■ **WHAT YOU WILL DO**
Look through the material below and give the number of lines where the string "PartialEq" appears, without any other words.

· · · · ·

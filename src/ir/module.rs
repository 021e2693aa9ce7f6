use std::collections::HashMap;

use crate::ir::{BlockId, ModuleId, OperationId, block::Block, operation::Operation};

/// Owns its blocks and, through them, every operation. Operations of this
/// module (not of nested implementation modules) can be found by id.
#[derive(Debug)]
pub struct Module {
    id: ModuleId,
    blocks: Vec<Block>,
    block_index: HashMap<BlockId, usize>,
    operation_index: HashMap<OperationId, (usize, usize)>,
}

impl Module {
    pub fn new(id: ModuleId) -> Self {
        Self {
            id,
            blocks: Vec::new(),
            block_index: HashMap::new(),
            operation_index: HashMap::new(),
        }
    }

    pub fn id(&self) -> ModuleId {
        self.id
    }

    pub fn add_block(&mut self, mut block: Block) -> BlockId {
        let block_id = block.id();
        if self.block_index.contains_key(&block_id) {
            panic!("Block {} is already part of module {}", block_id.0, self.id.0);
        }
        block.set_parent(self.id);
        let position = self.blocks.len();
        for (i, operation) in block.operations().iter().enumerate() {
            self.operation_index.insert(operation.id(), (position, i));
        }
        self.block_index.insert(block_id, position);
        self.blocks.push(block);
        block_id
    }

    pub fn blocks(&self) -> &[Block] {
        &self.blocks
    }

    pub fn get_block(&self, id: BlockId) -> &Block {
        let position = self.block_index.get(&id).expect("Block should exist");
        &self.blocks[*position]
    }

    pub fn find_block(&self, id: BlockId) -> Option<&Block> {
        self.block_index.get(&id).map(|p| &self.blocks[*p])
    }

    pub fn get_operation(&self, id: OperationId) -> &Operation {
        self.find_operation(id).expect("Operation should exist")
    }

    pub fn find_operation(&self, id: OperationId) -> Option<&Operation> {
        self.operation_index
            .get(&id)
            .map(|(block, op)| &self.blocks[*block].operations()[*op])
    }

    pub fn iter_operations(&self) -> impl Iterator<Item = &Operation> {
        self.blocks.iter().flat_map(|b| b.operations().iter())
    }
}
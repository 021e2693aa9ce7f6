//! TOML scenario files: a program made of operators, storages and blocks,
//! plus the policy it is checked against.
//!
//! Operation inputs are written as references:
//!
//! - `%name` names a result declared by any operation of the scenario, so
//!   forward references and cycles are allowed;
//! - `arg:<input>` names an input of the enclosing block and
//!   `arg:<block>.<input>` an input of any block;
//! - `store:<name>` names a storage;
//! - `any` is the wildcard value and a bare integer is a constant.

use std::{
    collections::{BTreeMap, HashMap, HashSet},
    fs,
    path::Path,
};

use serde::Deserialize;
use tracing::{debug, instrument};

use crate::{
    Error,
    ir::{
        Attribute, BlockBuilder, IrContext, Module, ModuleBuilder, NamedAttributeMap, Operation,
        OperationId, Operator, StorageId, Type, Value,
    },
    policy::{
        DpParameter, DpParameterPolicy, Policy,
        sql::{SqlPolicyRuleDescription, register_sql_operators},
    },
};

pub const DEFAULT_EGRESS_OPERATOR: &str = "sql.sql_output";

#[derive(Clone, Debug, Deserialize)]
#[serde(deny_unknown_fields)]
pub struct Scenario {
    #[serde(default)]
    pub operators: Vec<OperatorConfig>,
    #[serde(default)]
    pub storages: Vec<StorageConfig>,
    #[serde(default)]
    pub blocks: Vec<BlockConfig>,
    pub policy: PolicyConfig,
}

#[derive(Clone, Debug, Deserialize)]
#[serde(deny_unknown_fields)]
pub struct OperatorConfig {
    pub name: String,
    #[serde(default = "default_outputs")]
    pub outputs: usize,
}

fn default_outputs() -> usize {
    1
}

#[derive(Clone, Debug, Deserialize)]
#[serde(deny_unknown_fields)]
pub struct StorageConfig {
    pub name: String,
    #[serde(rename = "type", default)]
    pub ty: Option<String>,
    /// References to the values written into the storage.
    #[serde(default)]
    pub inputs: Vec<String>,
}

#[derive(Clone, Debug, Deserialize)]
#[serde(deny_unknown_fields)]
pub struct DeclConfig {
    pub name: String,
    #[serde(rename = "type", default)]
    pub ty: Option<String>,
}

#[derive(Clone, Debug, Deserialize)]
#[serde(deny_unknown_fields)]
pub struct BlockConfig {
    pub name: String,
    #[serde(default)]
    pub inputs: Vec<DeclConfig>,
    #[serde(default)]
    pub outputs: Vec<DeclConfig>,
    /// Output name to value reference.
    #[serde(default)]
    pub results: BTreeMap<String, String>,
    #[serde(default)]
    pub operations: Vec<OperationConfig>,
}

#[derive(Clone, Debug, Deserialize)]
#[serde(deny_unknown_fields)]
pub struct OperationConfig {
    #[serde(default)]
    pub results: Vec<String>,
    pub operator: String,
    #[serde(default)]
    pub attributes: toml::Table,
    #[serde(default)]
    pub inputs: Vec<InputConfig>,
}

#[derive(Clone, Debug, PartialEq, Eq, Deserialize)]
#[serde(untagged)]
pub enum InputConfig {
    Constant(i64),
    Reference(String),
}

#[derive(Copy, Clone, Debug, PartialEq, Eq, Deserialize)]
#[serde(rename_all = "snake_case")]
pub enum PolicyKind {
    Sql,
    Catchall,
    Dp,
}

#[derive(Copy, Clone, Debug, PartialEq, Eq, Deserialize)]
#[serde(rename_all = "snake_case")]
pub enum CheckerKind {
    Chaotic,
    AbstractInterpretation,
    DpBudget,
}

#[derive(Clone, Debug, Deserialize)]
#[serde(deny_unknown_fields)]
pub struct PolicyConfig {
    pub kind: PolicyKind,
    pub checker: CheckerKind,
    #[serde(default)]
    pub facts: String,
    #[serde(default)]
    pub rules: Vec<SqlPolicyRuleDescription>,
    /// Tags interned before any rule tag, in order.
    #[serde(default)]
    pub seed_tags: Vec<String>,
    #[serde(default = "default_egress")]
    pub egress: Vec<String>,
    pub epsilon: Option<DpParameter>,
    pub delta: Option<DpParameter>,
}

fn default_egress() -> Vec<String> {
    vec![DEFAULT_EGRESS_OPERATOR.to_string()]
}

impl PolicyConfig {
    pub fn validate(&self) -> Result<(), Error> {
        match (self.kind, self.checker) {
            (PolicyKind::Dp, CheckerKind::DpBudget) => {}
            (PolicyKind::Dp, _) => {
                return Err(Error::InvalidPolicy(
                    "a `dp` policy is only checked by the `dp_budget` checker".to_string(),
                ));
            }
            (_, CheckerKind::DpBudget) => {
                return Err(Error::InvalidPolicy(
                    "the `dp_budget` checker needs a `dp` policy".to_string(),
                ));
            }
            _ => {}
        }
        if self.kind == PolicyKind::Dp && self.epsilon.is_none() {
            return Err(Error::InvalidPolicy("a `dp` policy needs an `epsilon` budget".to_string()));
        }

        let mut rule_names = HashSet::new();
        for rule in &self.rules {
            if !rule_names.insert(rule.name.as_str()) {
                return Err(Error::DuplicateName {
                    kind: "policy rule",
                    name: rule.name.clone(),
                });
            }
        }
        let mut seed_tags = HashSet::new();
        for tag in &self.seed_tags {
            if !seed_tags.insert(tag.as_str()) {
                return Err(Error::DuplicateName {
                    kind: "seed tag",
                    name: tag.clone(),
                });
            }
        }
        Ok(())
    }

    pub fn to_policy(&self) -> Result<Policy, Error> {
        self.validate()?;
        Ok(match self.kind {
            PolicyKind::Sql => Policy::sql_policy_rule(self.facts.as_str()),
            PolicyKind::Catchall => Policy::catchall(self.facts.as_str()),
            PolicyKind::Dp => Policy::DpParameter(DpParameterPolicy::new(
                self.epsilon.unwrap_or_default(),
                self.delta.unwrap_or(0),
            )),
        })
    }
}

/// A lowered scenario. The module's ids were allocated by `context`.
pub struct Program {
    pub context: IrContext,
    pub module: Module,
}

impl Scenario {
    pub fn from_toml_str(source: &str) -> Result<Self, Error> {
        Ok(toml::from_str(source)?)
    }

    pub fn load(path: &Path) -> Result<Self, Error> {
        let source = fs::read_to_string(path).map_err(|source| Error::Io {
            path: path.to_path_buf(),
            source,
        })?;
        Self::from_toml_str(&source)
    }

    pub fn policy(&self) -> Result<Policy, Error> {
        self.policy.to_policy()
    }

    #[instrument(skip_all, name = "Scenario::build_program")]
    pub fn build_program(&self) -> Result<Program, Error> {
        let mut context = IrContext::new();
        for operator in &self.operators {
            if context.is_registered_operator(&operator.name) {
                return Err(Error::DuplicateName {
                    kind: "operator",
                    name: operator.name.clone(),
                });
            }
            context.register_operator(Operator::with_return_values(
                operator.name.as_str(),
                operator.outputs,
            ));
        }
        register_sql_operators(&mut context);

        for storage in &self.storages {
            if context.find_storage(&storage.name).is_some() {
                return Err(Error::DuplicateName {
                    kind: "storage",
                    name: storage.name.clone(),
                });
            }
            context.register_storage(&storage.name, parse_type(storage.ty.as_deref()));
        }

        let (module, storage_inputs) = self.lower_module(&context)?;
        for (storage, value) in storage_inputs {
            context.add_storage_input(storage, value);
        }
        debug!(
            "lowered {} blocks and {} storages",
            module.blocks().len(),
            self.storages.len()
        );
        Ok(Program { context, module })
    }

    fn lower_module(&self, context: &IrContext) -> Result<(Module, Vec<(StorageId, Value)>), Error> {
        let mut scope = Scope {
            context,
            block_arguments: HashMap::new(),
            results: HashMap::new(),
        };

        // Every block and result is declared before any input is resolved.
        let mut builders = Vec::with_capacity(self.blocks.len());
        for block in &self.blocks {
            if scope.block_arguments.contains_key(block.name.as_str()) {
                return Err(Error::DuplicateName {
                    kind: "block",
                    name: block.name.clone(),
                });
            }
            let mut builder = BlockBuilder::new(context);
            let mut arguments = HashMap::new();
            for input in &block.inputs {
                if arguments.contains_key(input.name.as_str()) {
                    return Err(Error::DuplicateName {
                        kind: "block input",
                        name: format!("{}.{}", block.name, input.name),
                    });
                }
                let value = builder.add_input(&input.name, parse_type(input.ty.as_deref()));
                arguments.insert(input.name.as_str(), value);
            }
            let mut outputs = HashSet::new();
            for output in &block.outputs {
                if !outputs.insert(output.name.as_str()) {
                    return Err(Error::DuplicateName {
                        kind: "block output",
                        name: format!("{}.{}", block.name, output.name),
                    });
                }
                builder.add_output(&output.name, parse_type(output.ty.as_deref()));
            }
            scope.block_arguments.insert(block.name.as_str(), arguments);

            let mut ids = Vec::with_capacity(block.operations.len());
            for operation in &block.operations {
                let id = context.fresh_operation_id();
                for (index, name) in operation.results.iter().enumerate() {
                    if scope.results.insert(name.as_str(), Value::result(id, index)).is_some() {
                        return Err(Error::DuplicateName {
                            kind: "result",
                            name: name.clone(),
                        });
                    }
                }
                ids.push(id);
            }
            builders.push((builder, ids));
        }

        let mut module = ModuleBuilder::new(context);
        for (block, (mut builder, ids)) in self.blocks.iter().zip(builders) {
            let block_scope = format!("block `{}`", block.name);
            for (index, (operation, id)) in block.operations.iter().zip(ids).enumerate() {
                let operation = scope.lower_operation(block, index, operation, id)?;
                builder.add_existing_operation(operation);
            }
            for (name, reference) in &block.results {
                if block.outputs.iter().all(|output| &output.name != name) {
                    return Err(Error::UnknownOutput {
                        block: block.name.clone(),
                        name: name.clone(),
                    });
                }
                let value = scope.resolve(Some(block.name.as_str()), &block_scope, reference)?;
                builder.add_result(name, value);
            }
            module.add_block(builder.build());
        }

        let mut storage_inputs = Vec::new();
        for storage in &self.storages {
            let id = context
                .find_storage(&storage.name)
                .expect("Storage should be registered");
            let storage_scope = format!("storage `{}`", storage.name);
            for reference in &storage.inputs {
                storage_inputs.push((id, scope.resolve(None, &storage_scope, reference)?));
            }
        }
        Ok((module.build(), storage_inputs))
    }
}
use crate::ir::{BlockId, OperationId, StorageId, ssa_names::SsaNames};

/// A handle to a piece of data flowing through a module.
///
/// Values never own what they name: blocks, operations and storages live in
/// their owning module or context and are referred to here by id. Two values
/// are equal when they name the same entity at the same index; every `Any`
/// is equal to every other `Any`.
#[derive(Copy, Clone, PartialEq, Eq, PartialOrd, Ord, Hash, Debug)]
pub enum Value {
    Any,
    BlockArgument { block: BlockId, index: usize },
    OperationResult { operation: OperationId, index: usize },
    StoredValue(StorageId),
    Constant(i64),
}

impl Value {
    pub fn result(operation: OperationId, index: usize) -> Self {
        Value::OperationResult { operation, index }
    }

    /// The first output of `operation`, which is the only one most operators
    /// produce.
    pub fn default_result(operation: OperationId) -> Self {
        Value::result(operation, 0)
    }

    pub fn argument(block: BlockId, index: usize) -> Self {
        Value::BlockArgument { block, index }
    }

    pub fn get_operation(&self) -> Option<OperationId> {
        match self {
            Value::OperationResult { operation, .. } => Some(*operation),
            _ => None,
        }
    }

    pub fn is_operation_result(&self) -> bool {
        matches!(self, Value::OperationResult { .. })
    }

    pub fn to_string(&self, ssa_names: &mut SsaNames) -> String {
        match self {
            Value::Any => "<<ANY>>".to_string(),
            Value::Constant(c) => c.to_string(),
            Value::StoredValue(storage) => format!("store:{}", storage.0),
            Value::BlockArgument { .. } | Value::OperationResult { .. } => {
                format!("%{}", ssa_names.get_or_create_value_id(*self))
            }
        }
    }
}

· · · · ·

■ **COMPLETED EXERCISE**
4